* _GIVEN RECORDS_
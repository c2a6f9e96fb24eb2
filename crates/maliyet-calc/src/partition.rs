//! 變體分組器
//!
//! 把 parent 底下的 child 投影為兩種短暫群組：
//! - size-group：以尺寸標籤（逐字、大小寫敏感）為鍵，貨運成本與重量的映射粒度
//! - name-group：以 `名稱||tier` 複合鍵為鍵，鍍層成本的映射粒度
//!
//! 群組永不持久化，每次繼承作業由當前 child 列重建。

use std::collections::{BTreeMap, BTreeSet, HashSet};

use maliyet_core::parse::parse_label_sides;
use maliyet_core::product::SIZE_FALLBACK_LABEL;
use maliyet_core::{build_kaplama_group_key, detect_kaplama_tier, tokenize_text};
use maliyet_core::{Child, KaplamaTier};
use rust_decimal::Decimal;
use serde::{Deserialize, Serialize};

use crate::geometry;

/// 尺寸群組（短暫投影）
#[derive(Debug, Clone, Serialize, Deserialize)]
pub struct SizeGroup {
    /// 尺寸標籤（逐字保留；無標籤時為 `(boyutsuz)`）
    pub size_label: String,

    /// 成員 SKU
    pub member_skus: Vec<String>,

    /// 成員寬度範圍
    pub min_en: Option<Decimal>,
    pub max_en: Option<Decimal>,

    /// 成員長度範圍
    pub min_boy: Option<Decimal>,
    pub max_boy: Option<Decimal>,

    /// 由最大尺寸推得的面積（m²）
    pub alan_m2: Option<Decimal>,

    /// 從標籤解析出的（長邊, 短邊），結構化尺寸的次要來源
    label_sides: Option<(Decimal, Decimal)>,

    /// 成員的最大長邊 / 最大短邊
    member_long: Option<Decimal>,
    member_short: Option<Decimal>,
}

impl SizeGroup {
    fn new(size_label: String) -> Self {
        let label_sides = parse_label_sides(&size_label);
        Self {
            size_label,
            member_skus: Vec::new(),
            min_en: None,
            max_en: None,
            min_boy: None,
            max_boy: None,
            alan_m2: None,
            label_sides,
            member_long: None,
            member_short: None,
        }
    }

    fn add_member(&mut self, child: &Child) {
        self.member_skus.push(child.child_sku.clone());

        if let Some(en) = child.en {
            self.min_en = Some(self.min_en.map_or(en, |v| v.min(en)));
            self.max_en = Some(self.max_en.map_or(en, |v| v.max(en)));
        }
        if let Some(boy) = child.boy {
            self.min_boy = Some(self.min_boy.map_or(boy, |v| v.min(boy)));
            self.max_boy = Some(self.max_boy.map_or(boy, |v| v.max(boy)));
        }
        if let Some(long) = child.long_side() {
            self.member_long = Some(self.member_long.map_or(long, |v| v.max(long)));
        }
        if let Some(short) = child.short_side() {
            self.member_short = Some(self.member_short.map_or(short, |v| v.max(short)));
        }
        self.alan_m2 = geometry::area(self.max_en, self.max_boy);
    }

    /// 群組的包絡（長邊, 短邊）
    ///
    /// 裝箱必須容納所有成員，取成員最大長邊與最大短邊，
    /// 並與標籤解析值合併（取大）補足結構化尺寸的缺漏。
    pub fn bounding_sides(&self) -> Option<(Decimal, Decimal)> {
        let merged = match (self.member_long.zip(self.member_short), self.label_sides) {
            (Some((ml, ms)), Some((ll, ls))) => Some((ml.max(ll), ms.max(ls))),
            (Some(sides), None) => Some(sides),
            (None, Some(sides)) => Some(sides),
            (None, None) => None,
        };
        merged
    }

    /// 成員數量
    pub fn member_count(&self) -> usize {
        self.member_skus.len()
    }
}

/// 名稱 + 鍍層 tier 群組（短暫投影）
#[derive(Debug, Clone, Serialize, Deserialize)]
pub struct NameGroup {
    /// 複合鍵 `名稱||tier`
    pub key: String,

    /// 顯示名稱（去頭尾空白）
    pub name: String,

    /// 鍍層 tier
    pub tier: KaplamaTier,

    /// 成員 SKU
    pub member_skus: Vec<String>,

    /// 觀察到的顏色標籤
    pub colors: BTreeSet<String>,

    /// 觀察到的尺寸標籤
    pub sizes: BTreeSet<String>,

    /// 名稱 + 顏色 + 尺寸的 token 集合（建議引擎用）
    pub tokens: HashSet<String>,
}

impl NameGroup {
    fn new(key: String, name: String, tier: KaplamaTier) -> Self {
        Self {
            key,
            name,
            tier,
            member_skus: Vec::new(),
            colors: BTreeSet::new(),
            sizes: BTreeSet::new(),
            tokens: HashSet::new(),
        }
    }

    /// 成員數量
    pub fn member_count(&self) -> usize {
        self.member_skus.len()
    }

    fn add_member(&mut self, child: &Child) {
        self.member_skus.push(child.child_sku.clone());
        self.tokens.extend(tokenize_text(&self.name));
        if let Some(color) = child.variation_color.as_deref() {
            let color = color.trim();
            if !color.is_empty() {
                self.colors.insert(color.to_string());
                self.tokens.extend(tokenize_text(color));
            }
        }
        let size = child.size_label().to_string();
        self.tokens.extend(tokenize_text(&size));
        self.sizes.insert(size);
    }
}

/// 把 child 列分割為 size-group 與 name-group
///
/// 每個 child 恰好落入一個 size-group 與一個 name-group。
/// 名稱為空的 child 以 SKU 充當群組名稱，不會被靜默剔除。
pub fn partition(children: &[Child]) -> (BTreeMap<String, SizeGroup>, BTreeMap<String, NameGroup>) {
    let mut size_groups: BTreeMap<String, SizeGroup> = BTreeMap::new();
    let mut name_groups: BTreeMap<String, NameGroup> = BTreeMap::new();

    for child in children {
        let size_label = child.size_label().to_string();
        size_groups
            .entry(size_label.clone())
            .or_insert_with(|| SizeGroup::new(size_label))
            .add_member(child);

        let name = {
            let trimmed = child.child_name.trim();
            if trimmed.is_empty() {
                child.child_sku.as_str()
            } else {
                trimmed
            }
        };
        let color = child.variation_color.as_deref().unwrap_or("");
        let tier = detect_kaplama_tier([name, color]);
        if let Some(key) = build_kaplama_group_key(name, tier) {
            name_groups
                .entry(key.clone())
                .or_insert_with(|| NameGroup::new(key, name.to_string(), tier))
                .add_member(child);
        }
    }

    (size_groups, name_groups)
}

/// 群組映射項的選取狀態
///
/// 顯式三態：空值但「使用者動過」的項不算未設定，
/// 自動建議不得覆寫。
#[derive(Debug, Clone, Copy, PartialEq, Eq, Serialize, Deserialize)]
pub enum SelectionState {
    /// 尚未設定
    Unset,
    /// 建議引擎自動填入
    AutoFilled,
    /// 使用者明確選取（或明確清空）
    UserConfirmed,
}

/// 單一群組鍵的映射項
#[derive(Debug, Clone, Serialize, Deserialize)]
pub struct MappingEntry<T> {
    /// 選取值（UserConfirmed 且 None = 使用者明確清空）
    pub value: Option<T>,

    /// 選取狀態
    pub state: SelectionState,
}

impl<T> Default for MappingEntry<T> {
    fn default() -> Self {
        Self {
            value: None,
            state: SelectionState::Unset,
        }
    }
}

/// 群組鍵 → 映射項的持續狀態
///
/// child 集合變動重建群組時，仍在場的鍵保留既有選取、
/// 消失的鍵丟棄：合併而非重置，避免遺失操作者進行中的工作。
#[derive(Debug, Clone, Default, Serialize, Deserialize)]
pub struct MappingState<T> {
    entries: BTreeMap<String, MappingEntry<T>>,
}

impl<T> MappingState<T> {
    /// 創建空狀態
    pub fn new() -> Self {
        Self {
            entries: BTreeMap::new(),
        }
    }

    /// 與新的群組鍵集合合併：保留仍在場的項，丟棄消失的鍵
    pub fn merge_keys<I, S>(&mut self, keys: I)
    where
        I: IntoIterator<Item = S>,
        S: AsRef<str>,
    {
        let keep: BTreeSet<String> = keys.into_iter().map(|k| k.as_ref().to_string()).collect();
        self.entries.retain(|key, _| keep.contains(key));
        for key in keep {
            self.entries.entry(key).or_default();
        }
    }

    /// 自動建議填值：只在 Unset 時生效
    pub fn set_auto(&mut self, key: &str, value: T) {
        if let Some(entry) = self.entries.get_mut(key) {
            if entry.state == SelectionState::Unset {
                entry.value = Some(value);
                entry.state = SelectionState::AutoFilled;
            }
        }
    }

    /// 使用者明確選取：一律生效
    pub fn set_user(&mut self, key: &str, value: Option<T>) {
        if let Some(entry) = self.entries.get_mut(key) {
            entry.value = value;
            entry.state = SelectionState::UserConfirmed;
        }
    }

    /// 讀取映射項
    pub fn get(&self, key: &str) -> Option<&MappingEntry<T>> {
        self.entries.get(key)
    }

    /// 所有項目
    pub fn entries(&self) -> impl Iterator<Item = (&String, &MappingEntry<T>)> {
        self.entries.iter()
    }

    /// 仍未設定的鍵
    pub fn unset_keys(&self) -> Vec<&str> {
        self.entries
            .iter()
            .filter(|(_, e)| e.state == SelectionState::Unset)
            .map(|(k, _)| k.as_str())
            .collect()
    }
}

* _EXERCISE OBJECTIVE_
For the records above, state how many lines include "sizes", giving no more than the number.

* _REPLY_
3